The Hippo
tumor suppressor pathway plays a major role in development and organ size control, and its dysregulation contributes to
tumorigenesis. TAZ (transcriptional co-activator with PDZ-binding motif; also known as WWTR1) is a transcription co-activator acting downstream of the Hippo pathway, and increased TAZ
protein levels have been associated with human
cancers, such as
breast cancer. Previous studies have shown that TAZ is inhibited by large
tumor suppressor (
LATS)-dependent phosphorylation, leading to cytoplasmic retention and
ubiquitin-dependent degradation. The
LATS kinase, a core component of the Hippo pathway, phosphorylates the C-terminal phosphodegron in TAZ to promote its degradation. In this study, we have found that the N-terminal phosphodegron of TAZ also plays a role in TAZ
protein level regulation, particularly in response to different status of cellular PI3K signaling. GSK3, which can be inhibited by high PI3K via AKT-dependent inhibitory phosphorylation, phosphorylates the N-terminal phosphodegron in TAZ, and the phosphorylated TAZ binds to β-TrCP subunit of the SCF(β-TrCP)
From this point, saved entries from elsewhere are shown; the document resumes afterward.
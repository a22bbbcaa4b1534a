//! Turns scanned segments into an ordered instruction list.

use std::fmt;

use crate::error::TemplateError;
use crate::macros::MacroSet;
use crate::scanner::{escape_literal, Segment, TagType};

/// Tag content together with the line it came from.
#[derive(Debug, Clone, PartialEq, Eq)]
pub struct Code {
    pub source: String,
    pub line: usize,
}

/// One step of a compiled template.
#[derive(Debug, Clone, PartialEq, Eq)]
pub enum Instruction {
    /// Append fixed text to the output.
    AppendLiteral(String),
    /// Run statement code (control flow, bindings); writes nothing itself.
    Execute(Code),
    /// Evaluate an expression and append it HTML-escaped.
    AppendEscaped(Code),
    /// Evaluate an expression and append it unescaped.
    AppendRaw(Code),
    /// A comment tag.
    Noop,
}

impl fmt::Display for Instruction {
    fn fmt(&self, f: &mut fmt::Formatter<'_>) -> fmt::Result {
        match self {
            Instruction::AppendLiteral(text) => write!(f, "append('{}');", escape_literal(text)),
            Instruction::Execute(code) => f.write_str(&code.source),
            Instruction::AppendEscaped(code) => write!(f, "append(escapeText({}));", code.source),
            Instruction::AppendRaw(code) => write!(f, "append({});", code.source),
            Instruction::Noop => f.write_str("// comment"),
        }
    }
}

/// Generate instructions for `segments` in source order.
///
/// Every literal chunk is emitted, including empty ones and the chunk after
/// the last tag. Tags with empty content emit nothing. `macros` rewrite
/// statement content only.
pub fn generate(
    segments: &[Segment],
    macros: &MacroSet,
    open: &str,
    template: &str,
) -> Result<Vec<Instruction>, TemplateError> {
    let mut instructions = Vec::with_capacity(segments.len());
    for segment in segments {
        let tag = match segment {
            Segment::Literal(text) => {
                instructions.push(Instruction::AppendLiteral(text.clone()));
                continue;
            }
            Segment::Tag(tag) => tag,
        };
        let tag_type = TagType::from_marker(&tag.marker).ok_or_else(|| {
            TemplateError::UnknownTagType {
                marker: tag.marker.clone(),
                open: open.to_string(),
                template: template.to_string(),
            }
        })?;
        if tag.content.is_empty() {
            continue;
        }
        let code = |source: String| Code {
            source,
            line: tag.line,
        };
        instructions.push(match tag_type {
            TagType::Statement => Instruction::Execute(code(macros.apply(&tag.content))),
            TagType::Escaped => Instruction::AppendEscaped(code(tag.content.clone())),
            TagType::Raw => Instruction::AppendRaw(code(tag.content.clone())),
            TagType::Comment => Instruction::Noop,
        });
    }
    Ok(instructions)
}

/// Render instructions one per line.
pub fn listing(instructions: &[Instruction]) -> String {
    instructions
        .iter()
        .map(ToString::to_string)
        .collect::<Vec<_>>()
        .join("\n")
}
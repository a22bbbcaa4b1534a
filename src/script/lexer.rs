//! Tokenizer for tag content.

use super::SyntaxError;

#[derive(Debug, Clone, PartialEq)]
pub enum TokenKind {
    Ident(String),
    Number(f64),
    Str(String),
    Punct(&'static str),
}

#[derive(Debug, Clone, PartialEq)]
pub struct Token {
    pub kind: TokenKind,
    pub line: usize,
}

const PUNCTUATION: &[&str] = &[
    "===", "!==", "==", "!=", "<=", ">=", "&&", "||", "++", "--", "+=", "-=", "(", ")", "{", "}",
    "[", "]", ",", ";", ".", "?", ":", "=", "<", ">", "+", "-", "*", "/", "%", "!",
];

fn is_ident_start(c: char) -> bool {
    c.is_alphabetic() || c == '_' || c == '$'
}

fn is_ident_continue(c: char) -> bool {
    c.is_alphanumeric() || c == '_' || c == '$'
}

/// Tokenize `source`, whose first line is `line`.
pub fn tokenize(source: &str, line: usize) -> Result<Vec<Token>, SyntaxError> {
    Lexer {
        chars: source.char_indices().peekable(),
        source,
        line,
        tokens: Vec::new(),
    }
    .run()
}

struct Lexer<'a> {
    chars: std::iter::Peekable<std::str::CharIndices<'a>>,
    source: &'a str,
    line: usize,
    tokens: Vec<Token>,
}

impl Lexer<'_> {
    fn run(mut self) -> Result<Vec<Token>, SyntaxError> {
        while let Some(&(start, c)) = self.chars.peek() {
            if c == '\n' {
                self.line += 1;
                self.chars.next();
            } else if c.is_whitespace() {
                self.chars.next();
            } else if self.source[start..].starts_with("//") {
                self.skip_line_comment();
            } else if self.source[start..].starts_with("/*") {
                self.skip_block_comment()?;
            } else if is_ident_start(c) {
                let ident = self.take_while(start, is_ident_continue);
                self.push(TokenKind::Ident(ident));
            } else if c.is_ascii_digit() || (c == '.' && self.next_is_digit(start)) {
                let number = self.number(start)?;
                self.push(TokenKind::Number(number));
            } else if c == '"' || c == '\'' {
                let line = self.line;
                let text = self.string(c)?;
                self.tokens.push(Token {
                    kind: TokenKind::Str(text),
                    line,
                });
            } else {
                let rest = &self.source[start..];
                let punct = PUNCTUATION
                    .iter()
                    .find(|p| rest.starts_with(**p))
                    .copied()
                    .ok_or_else(|| self.error(format!("unexpected character '{c}'")))?;
                for _ in 0..punct.len() {
                    self.chars.next();
                }
                self.push(TokenKind::Punct(punct));
            }
        }
        Ok(self.tokens)
    }

    fn push(&mut self, kind: TokenKind) {
        self.tokens.push(Token {
            kind,
            line: self.line,
        });
    }

    fn error(&self, message: impl Into<String>) -> SyntaxError {
        SyntaxError::new(message, self.line)
    }

    fn next_is_digit(&self, start: usize) -> bool {
        self.source[start + 1..]
            .chars()
            .next()
            .is_some_and(|c| c.is_ascii_digit())
    }

    fn take_while(&mut self, start: usize, pred: fn(char) -> bool) -> String {
        let mut end = start;
        while let Some(&(i, c)) = self.chars.peek() {
            if !pred(c) {
                break;
            }
            end = i + c.len_utf8();
            self.chars.next();
        }
        self.source[start..end].to_string()
    }

    fn number(&mut self, start: usize) -> Result<f64, SyntaxError> {
        let mut end = start;
        let mut prev = ' ';
        while let Some(&(i, c)) = self.chars.peek() {
            let exponent_sign = (c == '+' || c == '-') && (prev == 'e' || prev == 'E');
            if !(c.is_ascii_alphanumeric() || c == '.' || exponent_sign) {
                break;
            }
            end = i + c.len_utf8();
            prev = c;
            self.chars.next();
        }
        let text = &self.source[start..end];
        text.parse()
            .map_err(|_| self.error(format!("invalid number '{text}'")))
    }

    fn string(&mut self, quote: char) -> Result<String, SyntaxError> {
        self.chars.next();
        let mut text = String::new();
        loop {
            let Some((_, c)) = self.chars.next() else {
                return Err(self.error("unterminated string"));
            };
            match c {
                c if c == quote => return Ok(text),
                '\n' => return Err(self.error("unterminated string")),
                '\\' => {
                    let Some((_, escaped)) = self.chars.next() else {
                        return Err(self.error("unterminated string"));
                    };
                    text.push(match escaped {
                        'n' => '\n',
                        't' => '\t',
                        'r' => '\r',
                        '0' => '\0',
                        other => other,
                    });
                }
                c => text.push(c),
            }
        }
    }

    fn skip_line_comment(&mut self) {
        while let Some(&(_, c)) = self.chars.peek() {
            if c == '\n' {
                break;
            }
            self.chars.next();
        }
    }

    fn skip_block_comment(&mut self) -> Result<(), SyntaxError> {
        self.chars.next();
        self.chars.next();
        let mut prev = ' ';
        while let Some((_, c)) = self.chars.next() {
            if c == '\n' {
                self.line += 1;
            }
            if prev == '*' && c == '/' {
                return Ok(());
            }
            prev = c;
        }
        Err(self.error("unterminated comment"))
    }
}
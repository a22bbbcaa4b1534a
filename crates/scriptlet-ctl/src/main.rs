//! scriptlet-ctl
//!
//! Renders and checks tag templates on disk.

mod cli_config;
mod commands;
mod output;

use std::path::PathBuf;
use std::process::ExitCode;

use clap::{Parser, Subcommand};
use tracing_subscriber::EnvFilter;

#[derive(Debug, Parser)]
#[command(name = "scriptlet-ctl", version, about, styles = output::clap_styles())]
struct Cli {
    /// Engine config file (default: ./.scriptlet.toml, then ~/.config/scriptlet.toml)
    #[arg(long, global = true, env = "SCRIPTLET_CONFIG")]
    config: Option<PathBuf>,

    #[command(subcommand)]
    command: Commands,
}

#[derive(Debug, Subcommand)]
enum Commands {
    /// Render a template file
    Render {
        /// Template file
        template: PathBuf,

        /// JSON file with render data (default: {})
        #[arg(short, long)]
        data: Option<PathBuf>,

        /// Write output here instead of stdout
        #[arg(short, long)]
        output: Option<PathBuf>,
    },

    /// Compile template files and report errors
    Check {
        /// Template files
        #[arg(required = true)]
        templates: Vec<PathBuf>,

        /// Print the generated instruction listing of each template
        #[arg(long)]
        listing: bool,
    },
}

#[tokio::main]
async fn main() -> anyhow::Result<ExitCode> {
    tracing_subscriber::fmt()
        .with_env_filter(EnvFilter::from_default_env().add_directive("scriptlet=info".parse()?))
        .with_writer(std::io::stderr)
        .init();

    let cli = Cli::parse();
    match run(cli).await {
        Ok(true) => Ok(ExitCode::SUCCESS),
        Ok(false) => Ok(ExitCode::FAILURE),
        Err(e) => {
            output::error(format!("{e:#}"));
            Ok(ExitCode::FAILURE)
        }
    }
}

async fn run(cli: Cli) -> anyhow::Result<bool> {
    let config = cli_config::load_engine_config(cli.config.as_deref())?;
    match cli.command {
        Commands::Render {
            template,
            data,
            output,
        } => {
            commands::handle_render_command(config, &template, data.as_deref(), output.as_deref())
                .await?;
            Ok(true)
        }
        Commands::Check { templates, listing } => {
            commands::handle_check_command(config, &templates, listing)
        }
    }
}
impl Parser {
    fn new(items: Vec<Item>) -> Self {
        Self {
            items,
            pos: 0,
            loop_depth: 0,
            depth: 0,
        }
    }

    fn at_end(&self) -> bool {
        self.pos >= self.items.len()
    }

    fn peek_kind(&self) -> Option<&TokenKind> {
        match self.items.get(self.pos) {
            Some(Item::Token(token)) => Some(&token.kind),
            _ => None,
        }
    }

    fn peek_punct(&self, punct: &str) -> bool {
        matches!(self.peek_kind(), Some(TokenKind::Punct(p)) if *p == punct)
    }

    fn peek_keyword(&self, keyword: &str) -> bool {
        matches!(self.peek_kind(), Some(TokenKind::Ident(name)) if name == keyword)
    }

    fn eat_punct(&mut self, punct: &str) -> bool {
        let found = self.peek_punct(punct);
        if found {
            self.pos += 1;
        }
        found
    }

    fn expect_punct(&mut self, punct: &str) -> Result<(), SyntaxError> {
        if self.eat_punct(punct) {
            Ok(())
        } else {
            Err(self.error(format!("expected '{punct}' but found {}", self.describe())))
        }
    }

    fn line(&self) -> usize {
        self.items
            .get(self.pos)
            .or_else(|| self.items.last())
            .map_or(1, Item::line)
    }

    /// Run `parse` one nesting level deeper, failing past [`MAX_NESTING`].
    fn nested<T>(
        &mut self,
        parse: impl FnOnce(&mut Self) -> Result<T, SyntaxError>,
    ) -> Result<T, SyntaxError> {
        if self.depth >= MAX_NESTING {
            return Err(self.error(format!("nesting deeper than {MAX_NESTING} levels")));
        }
        self.depth += 1;
        let result = parse(self);
        self.depth -= 1;
        result
    }

    fn error(&self, message: impl Into<String>) -> SyntaxError {
        SyntaxError::new(message, self.line())
    }

    fn describe(&self) -> String {
        match self.items.get(self.pos) {
            None => "end of template".to_string(),
            Some(Item::Emit(Output::Literal(_), _)) => "template text".to_string(),
            Some(Item::Emit(_, _)) => "an output tag".to_string(),
            Some(Item::Token(token)) => match &token.kind {
                TokenKind::Ident(name) => format!("'{name}'"),
                TokenKind::Number(n) => format!("number {n}"),
                TokenKind::Str(_) => "a string".to_string(),
                TokenKind::Punct(p) => format!("'{p}'"),
            },
        }
    }

    // ---- statements ----

    fn statement(&mut self) -> Result<Stmt, SyntaxError> {
        self.nested(Self::statement_inner)
    }

    fn statement_inner(&mut self) -> Result<Stmt, SyntaxError> {
        if let Some(Item::Emit(output, _)) = self.items.get(self.pos) {
            let output = output.clone();
            self.pos += 1;
            return Ok(Stmt::Output(output));
        }
        if self.eat_punct(";") {
            return Ok(Stmt::Empty);
        }
        if self.peek_punct("{") {
            return self.block();
        }
        let keyword = match self.peek_kind() {
            Some(TokenKind::Ident(name)) => name.clone(),
            _ => String::new(),
        };
        match keyword.as_str() {
            "if" => self.if_statement(),
            "for" => self.for_statement(),
            "while" => self.while_statement(),
            "var" | "let" | "const" => {
                let declaration = self.declaration()?;
                self.eat_punct(";");
                Ok(declaration)
            }
            "break" | "continue" => {
                if self.loop_depth == 0 {
                    return Err(self.error(format!("'{keyword}' outside of a loop")));
                }
                self.pos += 1;
                self.eat_punct(";");
                Ok(if keyword == "break" {
                    Stmt::Break
                } else {
                    Stmt::Continue
                })
            }
            "else" => Err(self.error("'else' without a matching 'if'")),
            _ => {
                let expr = self.expression()?;
                self.eat_punct(";");
                Ok(Stmt::Expr(expr))
            }
        }
    }

    fn block(&mut self) -> Result<Stmt, SyntaxError> {
        self.expect_punct("{")?;
        let mut body = Vec::new();
        while !self.eat_punct("}") {
            if self.at_end() {
                return Err(self.error("missing '}' to close block"));
            }
            body.push(self.statement()?);
        }
        Ok(Stmt::Block(body))
    }

    fn if_statement(&mut self) -> Result<Stmt, SyntaxError> {
        self.pos += 1;
        let test = self.condition()?;
        let then = Box::new(self.statement()?);
        let otherwise = if self.peek_keyword("else") {
            self.pos += 1;
            Some(Box::new(self.statement()?))
        } else {
            None
        };
        Ok(Stmt::If {
            test,
            then,
            otherwise,
        })
    }

    fn condition(&mut self) -> Result<Expr, SyntaxError> {
        self.expect_punct("(")?;
        let test = self.expression()?;
        self.expect_punct(")")?;
        Ok(test)
    }

    fn for_statement(&mut self) -> Result<Stmt, SyntaxError> {
        self.pos += 1;
        self.expect_punct("(")?;
        let init = if self.peek_punct(";") {
            None
        } else if ["var", "let", "const"].iter().any(|k| self.peek_keyword(k)) {
            Some(Box::new(self.declaration()?))
        } else {
            Some(Box::new(Stmt::Expr(self.expression()?)))
        };
        self.expect_punct(";")?;
        let test = if self.peek_punct(";") {
            None
        } else {
            Some(self.expression()?)
        };
        self.expect_punct(";")?;
        let update = if self.peek_punct(")") {
            None
        } else {
            Some(self.expression()?)
        };
        self.expect_punct(")")?;
        let body = Box::new(self.loop_body()?);
        Ok(Stmt::For {
            init,
            test,
            update,
            body,
        })
    }

    fn while_statement(&mut self) -> Result<Stmt, SyntaxError> {
        self.pos += 1;
        let test = self.condition()?;
        let body = Box::new(self.loop_body()?);
        Ok(Stmt::While { test, body })
    }

    fn loop_body(&mut self) -> Result<Stmt, SyntaxError> {
        self.loop_depth += 1;
        let body = self.statement();
        self.loop_depth -= 1;
        body
    }

    fn declaration(&mut self) -> Result<Stmt, SyntaxError> {
        self.pos += 1;
        let mut bindings = Vec::new();
        loop {
            let name = self.binding_name()?;
            let init = if self.eat_punct("=") {
                Some(self.assignment()?)
            } else {
                None
            };
            bindings.push((name, init));
            if !self.eat_punct(",") {
                break;
            }
        }
        Ok(Stmt::Declare(bindings))
    }

    fn binding_name(&mut self) -> Result<String, SyntaxError> {
        match self.peek_kind() {
            Some(TokenKind::Ident(name)) if !RESERVED.contains(&name.as_str()) => {
                let name = name.clone();
                self.pos += 1;
                Ok(name)
            }
            _ => Err(self.error(format!("expected a variable name but found {}", self.describe()))),
        }
    }

    // ---- expressions ----

    fn expression(&mut self) -> Result<Expr, SyntaxError> {
        let first = self.assignment()?;
        if !self.peek_punct(",") {
            return Ok(first);
        }
        let mut exprs = vec![first];
        while self.eat_punct(",") {
            exprs.push(self.assignment()?);
        }
        Ok(Expr::Sequence(exprs))
    }

    fn assignment(&mut self) -> Result<Expr, SyntaxError> {
        self.nested(Self::assignment_inner)
    }

    fn assignment_inner(&mut self) -> Result<Expr, SyntaxError> {
        let target = self.conditional()?;
        let op = match self.peek_kind() {
            Some(TokenKind::Punct("=")) => AssignOp::Set,
            Some(TokenKind::Punct("+=")) => AssignOp::Add,
            Some(TokenKind::Punct("-=")) => AssignOp::Sub,
            _ => return Ok(target),
        };
        if !target.is_assignable() {
            return Err(self.error("invalid assignment target"));
        }
        self.pos += 1;
        let value = self.assignment()?;
        Ok(Expr::Assign(op, Box::new(target), Box::new(value)))
    }

    fn conditional(&mut self) -> Result<Expr, SyntaxError> {
        let test = self.binary(1)?;
        if !self.eat_punct("?") {
            return Ok(test);
        }
        let then = self.assignment()?;
        self.expect_punct(":")?;
        let otherwise = self.assignment()?;
        Ok(Expr::Conditional(
            Box::new(test),
            Box::new(then),
            Box::new(otherwise),
        ))
    }

    fn binary(&mut self, min_precedence: u8) -> Result<Expr, SyntaxError> {
        let mut left = self.unary()?;
        while let Some((precedence, op)) = self.peek_kind().and_then(binary_operator) {
            if precedence < min_precedence {
                break;
            }
            self.pos += 1;
            let right = Box::new(self.binary(precedence + 1)?);
            left = match op {
                Operator::Logical(op) => Expr::Logical(op, Box::new(left), right),
                Operator::Binary(op) => Expr::Binary(op, Box::new(left), right),
            };
        }
        Ok(left)
    }

    fn unary(&mut self) -> Result<Expr, SyntaxError> {
        let op = match self.peek_kind() {
            Some(TokenKind::Punct("!")) => Some(UnaryOp::Not),
            Some(TokenKind::Punct("-")) => Some(UnaryOp::Neg),
            Some(TokenKind::Punct("+")) => Some(UnaryOp::Plus),
            _ => None,
        };
        if let Some(op) = op {
            self.pos += 1;
            let operand = self.nested(Self::unary)?;
            return Ok(Expr::Unary(op, Box::new(operand)));
        }
        if let Some(op) = self.peek_update() {
            self.pos += 1;
            let target = self.nested(Self::unary)?;
            return self.update(op, true, target);
        }
        let expr = self.postfix()?;
        match self.peek_update() {
            Some(op) => {
                self.pos += 1;
                self.update(op, false, expr)
            }
            None => Ok(expr),
        }
    }

    fn peek_update(&self) -> Option<UpdateOp> {
        match self.peek_kind() {
            Some(TokenKind::Punct("++")) => Some(UpdateOp::Increment),
            Some(TokenKind::Punct("--")) => Some(UpdateOp::Decrement),
            _ => None,
        }
    }

    fn update(&self, op: UpdateOp, prefix: bool, target: Expr) -> Result<Expr, SyntaxError> {
        if !target.is_assignable() {
            return Err(self.error("invalid increment/decrement target"));
        }
        Ok(Expr::Update {
            op,
            prefix,
            target: Box::new(target),
        })
    }

    fn postfix(&mut self) -> Result<Expr, SyntaxError> {
        let mut expr = self.primary()?;
        loop {
            if self.eat_punct(".") {
                match self.peek_kind() {
                    Some(TokenKind::Ident(name)) => {
                        let name = name.clone();
                        self.pos += 1;
                        expr = Expr::Member(Box::new(expr), name);
                    }
                    _ => {
                        return Err(self.error(format!(
                            "expected a property name but found {}",
                            self.describe()
                        )))
                    }
                }
            } else if self.eat_punct("[") {
                let index = self.expression()?;
                self.expect_punct("]")?;
                expr = Expr::Index(Box::new(expr), Box::new(index));
            } else if self.peek_punct("(") {
                let Expr::Ident(name) = expr else {
                    return Err(self.error("only named helpers can be called"));
                };
                self.pos += 1;
                let args = self.list(")")?;
                expr = Expr::Call(name, args);
            } else {
                return Ok(expr);
            }
        }
    }

    fn list(&mut self, close: &str) -> Result<Vec<Expr>, SyntaxError> {
        let mut elements = Vec::new();
        while !self.eat_punct(close) {
            elements.push(self.assignment()?);
            if !self.eat_punct(",") {
                self.expect_punct(close)?;
                break;
            }
        }
        Ok(elements)
    }

    fn primary(&mut self) -> Result<Expr, SyntaxError> {
        let Some(Item::Token(token)) = self.items.get(self.pos) else {
            return Err(self.error(format!("expected an expression but found {}", self.describe())));
        };
        let expr = match &token.kind {
            TokenKind::Number(n) => Expr::Literal(number(*n)),
            TokenKind::Str(s) => Expr::Literal(s.clone().into()),
            TokenKind::Ident(name) => match name.as_str() {
                "true" => Expr::Literal(true.into()),
                "false" => Expr::Literal(false.into()),
                "null" | "undefined" => Expr::Literal(serde_json::Value::Null),
                reserved if RESERVED.contains(&reserved) => {
                    return Err(self.error(format!("unexpected keyword '{reserved}'")))
                }
                _ => Expr::Ident(name.clone()),
            },
            TokenKind::Punct("(") => {
                self.pos += 1;
                let expr = self.expression()?;
                self.expect_punct(")")?;
                return Ok(expr);
            }
            TokenKind::Punct("[") => {
                self.pos += 1;
                return Ok(Expr::Array(self.list("]")?));
            }
            TokenKind::Punct("{") => {
                self.pos += 1;
                return self.object();
            }
            TokenKind::Punct(_) => {
                return Err(self.error(format!("expected an expression but found {}", self.describe())))
            }
        };
        self.pos += 1;
        Ok(expr)
    }

    fn object(&mut self) -> Result<Expr, SyntaxError> {
        let mut entries = Vec::new();
        while !self.eat_punct("}") {
            let key = match self.peek_kind() {
                Some(TokenKind::Ident(name)) | Some(TokenKind::Str(name)) => name.clone(),
                Some(TokenKind::Number(n)) => crate::runtime::value::to_text(&number(*n)),
                _ => {
                    return Err(self.error(format!(
                        "expected a property name but found {}",
                        self.describe()
                    )))
                }
            };
            self.pos += 1;
            self.expect_punct(":")?;
            entries.push((key, self.assignment()?));
            if !self.eat_punct(",") {
                self.expect_punct("}")?;
                break;
            }
        }
        Ok(Expr::Object(entries))
    }
}
//! Engine configuration: tag markers and the shared context.
//!
//! ```toml
//! open = "{%"
//! close = "%}"
//!
//! [context]
//! site = "example.org"
//! year = 2024
//! ```

use std::collections::BTreeMap;
use std::path::Path;

use serde::Deserialize;
use serde_json::{Map, Value};

use crate::error::ConfigError;
use crate::helpers::{Helper, HelperResult};
use crate::scanner::{DEFAULT_CLOSE, DEFAULT_OPEN};

fn default_open() -> String {
    DEFAULT_OPEN.to_string()
}

fn default_close() -> String {
    DEFAULT_CLOSE.to_string()
}

/// Options for an [`Engine`](crate::Engine).
#[derive(Debug, Clone, Deserialize)]
#[serde(rename_all = "kebab-case")]
pub struct EngineConfig {
    /// Open tag marker. Default: `<%`.
    #[serde(default = "default_open")]
    pub open: String,

    /// Close tag marker. Default: `%>`.
    #[serde(default = "default_close")]
    pub close: String,

    /// Bindings shared by every template rendered with this configuration.
    #[serde(default)]
    pub context: Context,
}

impl Default for EngineConfig {
    fn default() -> Self {
        Self {
            open: default_open(),
            close: default_close(),
            context: Context::default(),
        }
    }
}

impl EngineConfig {
    /// Parse a TOML document.
    pub fn from_toml_str(contents: &str) -> Result<Self, toml::de::Error> {
        toml::from_str(contents)
    }

    /// Read and parse a TOML file.
    pub fn load(path: &Path) -> Result<Self, ConfigError> {
        let contents = std::fs::read_to_string(path).map_err(|e| ConfigError::Io {
            path: path.to_path_buf(),
            source: e,
        })?;
        Self::from_toml_str(&contents).map_err(|e| ConfigError::Parse {
            path: path.to_path_buf(),
            source: e,
        })
    }

    pub fn with_markers(mut self, open: impl Into<String>, close: impl Into<String>) -> Self {
        self.open = open.into();
        self.close = close.into();
        self
    }

    pub fn with_context(mut self, context: Context) -> Self {
        self.context = context;
        self
    }
}

/// Shared bindings: the middle tier of variable resolution.
///
/// Values usually come from configuration; helpers can only be registered in
/// code. Context helpers shadow API helpers of the same name.
#[derive(Debug, Clone, Default, Deserialize)]
#[serde(from = "Map<String, Value>")]
pub struct Context {
    values: Map<String, Value>,
    helpers: BTreeMap<String, Helper>,
}

impl From<Map<String, Value>> for Context {
    fn from(values: Map<String, Value>) -> Self {
        Self {
            values,
            helpers: BTreeMap::new(),
        }
    }
}

impl Context {
    pub fn new() -> Self {
        Self::default()
    }

    /// Bind (or rebind) a shared value.
    pub fn insert(&mut self, name: impl Into<String>, value: impl Into<Value>) {
        self.values.insert(name.into(), value.into());
    }

    /// Register a shared helper function.
    pub fn register_helper<F>(&mut self, name: impl Into<String>, f: F)
    where
        F: Fn(&[Value]) -> HelperResult + Send + Sync + 'static,
    {
        self.helpers.insert(name.into(), Helper::new(f));
    }

    pub fn value(&self, name: &str) -> Option<&Value> {
        self.values.get(name)
    }

    pub fn helper(&self, name: &str) -> Option<&Helper> {
        self.helpers.get(name)
    }

    pub fn values(&self) -> &Map<String, Value> {
        &self.values
    }

    pub fn is_empty(&self) -> bool {
        self.values.is_empty() && self.helpers.is_empty()
    }
}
E3 ubiquitin ligase, thereby leading to TAZ ubiquitylation and degradation. We observed that the TAZ
protein level is elevated in
tumor cells with high PI3K signaling, such as in PTEN mutant
cancer cells. This study provides a novel mechanism of TAZ regulation and suggests a role of TAZ in modulating tissue growth and
tumor development in response to PI3K signaling.